Foley quickly lost interest in the job, and Ailes lost interest in him.
Later that summer, Ailes hired Maureen Hunt, a Fox News human resources employee and Philipstown resident, to edit the paper, but
she didn’t last long.

A
s summer turned to fall, political issues began to arise.
Alison Rooney, the copy editor, at first found reasons to be optimistic about the ownership change. She liked using the new computers to put out the paper and looked forward to the newsroom moving into a renovated two-story building on Main Street.
But that honeymoon ended when Rooney laid out a press release from the Garrison Art Center that described a work invoking the “mythological story” of the virgin birth.
After the release was published, the priest of Our Lady of Loretto wrote a letter to the editor, and Beth Ailes lit into Rooney.
A few weeks later, Rooney got another
dressing-down as she formatted a promotion of the high school’s upcoming production of
Urinetown
, this time from an editor who found the language offensive and removed the title of the show from the headline.

Michael Turton failed to impress. He was assigned to cover Haldane Middle School’s mock presidential election.
After the event, Turton filed a report headlined “Mock Election Generated Excitement at Haldane; Obama Defeats McCain by 2–1 Margin.” He went on, “The 2008 U.S. presidential election is now history. And when the votes were tallied, Barack Obama had defeated John McCain by more than a two to one margin.
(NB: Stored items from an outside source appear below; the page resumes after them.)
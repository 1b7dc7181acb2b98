//! Release endpoint handlers.

use axum::{
    extract::{Path, State},
    http::StatusCode,
    response::IntoResponse,
    Json,
};
use serde::{Deserialize, Serialize};

use super::{error_response, not_found, SharedState};
use crate::Release;

/// Response for listing releases.
#[derive(Debug, Serialize)]
pub struct ListReleasesResponse {
    pub releases: Vec<Release>,
}

/// Request and response envelope for a single release.
#[derive(Debug, Serialize, Deserialize)]
pub struct ReleaseEnvelope {
    pub release: Release,
}

/// Body of a create-release request.
#[derive(Debug, Deserialize)]
pub struct CreateReleaseRequest {
    pub release: Release,
    /// Accepted for parity with the API; the mock has no metadata to copy.
    #[serde(default)]
    pub copy_metadata: bool,
}

/// Response for listing release types.
#[derive(Debug, Serialize)]
pub struct ReleaseTypesResponse {
    pub release_types: Vec<String>,
}

/// GET /api/v2/products/{slug}/releases
pub async fn list_releases(
    State(state): State<SharedState>,
    Path(slug): Path<String>,
) -> impl IntoResponse {
    let state = state.read().await;

    match state.list_releases(&slug) {
        Some(releases) => {
            let releases = releases.into_iter().cloned().collect();
            (StatusCode::OK, Json(ListReleasesResponse { releases })).into_response()
        }
        None => not_found(&format!("product '{slug}'")),
    }
}

/// GET /api/v2/products/{slug}/releases/{id}
pub async fn get_release(
    State(state): State<SharedState>,
    Path((slug, release_id)): Path<(String, u64)>,
) -> impl IntoResponse {
    let state = state.read().await;

    match state.get_release(&slug, release_id) {
        Some(release) => (StatusCode::OK, Json(release.clone())).into_response(),
        None => not_found(&format!("release {release_id}")),
    }
}

/// POST /api/v2/products/{slug}/releases
pub async fn create_release(
    State(state): State<SharedState>,
    Path(slug): Path<String>,
    Json(request): Json<CreateReleaseRequest>,
) -> impl IntoResponse {
    let mut state = state.write().await;

    if state.get_product(&slug).is_none() {
        return not_found(&format!("product '{slug}'"));
    }

    let mut release = request.release;
    let mut errors = Vec::new();

    if release.version.is_empty() {
        errors.push("version can't be blank".to_string());
    } else if state
        .list_releases(&slug)
        .unwrap_or_default()
        .iter()
        .any(|r| r.version == release.version)
    {
        errors.push(format!("version {} already exists", release.version));
    }

    match release.release_type.as_deref() {
        Some(t) if state.release_types.iter().any(|known| known == t) => {}
        Some(t) => errors.push(format!("release type '{t}' is not valid")),
        None => errors.push("release type can't be blank".to_string()),
    }

    let eula_slug = release.eula.as_ref().map(|e| e.slug.clone()).unwrap_or_default();
    match state.eulas.get(&eula_slug) {
        Some(eula) => release.eula = Some(eula.clone()),
        None => errors.push(format!("EULA '{eula_slug}' does not exist")),
    }

    if !errors.is_empty() {
        return error_response(
            StatusCode::UNPROCESSABLE_ENTITY,
            "failed to create release".to_string(),
            errors,
        );
    }

    let created = state.create_release(&slug, release);
    (StatusCode::CREATED, Json(ReleaseEnvelope { release: created })).into_response()
}

/// PATCH /api/v2/products/{slug}/releases/{id}
pub async fn update_release(
    State(state): State<SharedState>,
    Path((slug, release_id)): Path<(String, u64)>,
    Json(request): Json<ReleaseEnvelope>,
) -> impl IntoResponse {
    let mut state = state.write().await;

    match state.update_release(&slug, release_id, request.release) {
        Some(release) => (
            StatusCode::OK,
            Json(ReleaseEnvelope {
                release: release.clone(),
            }),
        )
            .into_response(),
        None => not_found(&format!("release {release_id}")),
    }
}

/// DELETE /api/v2/products/{slug}/releases/{id}
pub async fn delete_release(
    State(state): State<SharedState>,
    Path((slug, release_id)): Path<(String, u64)>,
) -> impl IntoResponse {
    let mut state = state.write().await;

    if state.delete_release(&slug, release_id) {
        StatusCode::NO_CONTENT.into_response()
    } else {
        not_found(&format!("release {release_id}"))
    }
}

/// GET /api/v2/releases/release_types
pub async fn list_release_types(State(state): State<SharedState>) -> impl IntoResponse {
    let state = state.read().await;

    (
        StatusCode::OK,
        Json(ReleaseTypesResponse {
            release_types: state.release_types.clone(),
        }),
    )
}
The final vote count was 128 to 53.” Reading the published version a few days later, Turton was shocked.
The headline had been changed: “Mock Presidential Election Held at Haldane; Middle School Students Vote to Learn Civic Responsibility.” So had the opening paragraph: “Haldane students in grades 6 through 8 were entitled to vote for president and they did so with great enthusiasm.” Obama’s margin of victory was struck from the article. His win was buried in the last paragraph.

Turton was upset.
“I’ve been mulling over the changes made to my article and need to voice my concern,” he wrote in an email to Hunt. “I’m also sure the article left students, parents, teachers, administration and trustees wondering how a reporter can omit the actual results when covering an election.… I know editing is part of the process, but the rationale for the omission escapes me.”

He never heard back from Hunt, but soon received
a series of accusatory emails from the Aileses. Turton had disregarded “specific instructions” for the piece, Beth wrote. Accordingly, the piece had been edited. Headline changes occur all the time, she noted. “Do you anticipate this becoming an ongoing problem for you?” A short while later, Roger weighed in. Maureen Hunt’s instructions to focus on the school’s process for teaching about elections had been “very clear,” he wrote, and Turton’s “desire to change the story into a big Obama win” should have taken a backseat. Ailes described himself as “disappointed” by Turton’s failure “to follow the agreed upon direction.”

Turton defended himself. “I would not disregard clear direction,” he replied in an email. “Had the results been exactly opposite I would have written the story in the same manner, including the results.” Beth responded cryptically, thanking Turton for his “thoughtful explanation,” which she said she would “pass on to Roger.” Soon afterward, Turton learned that Maureen Hunt had resigned.

Ailes had seen similar newsroom turbulence at TVN and during the early days at Fox. To bring “fair and balanced” to the people of Philipstown, he continued his search for someone who understood in which direction the paper was meant to take the community.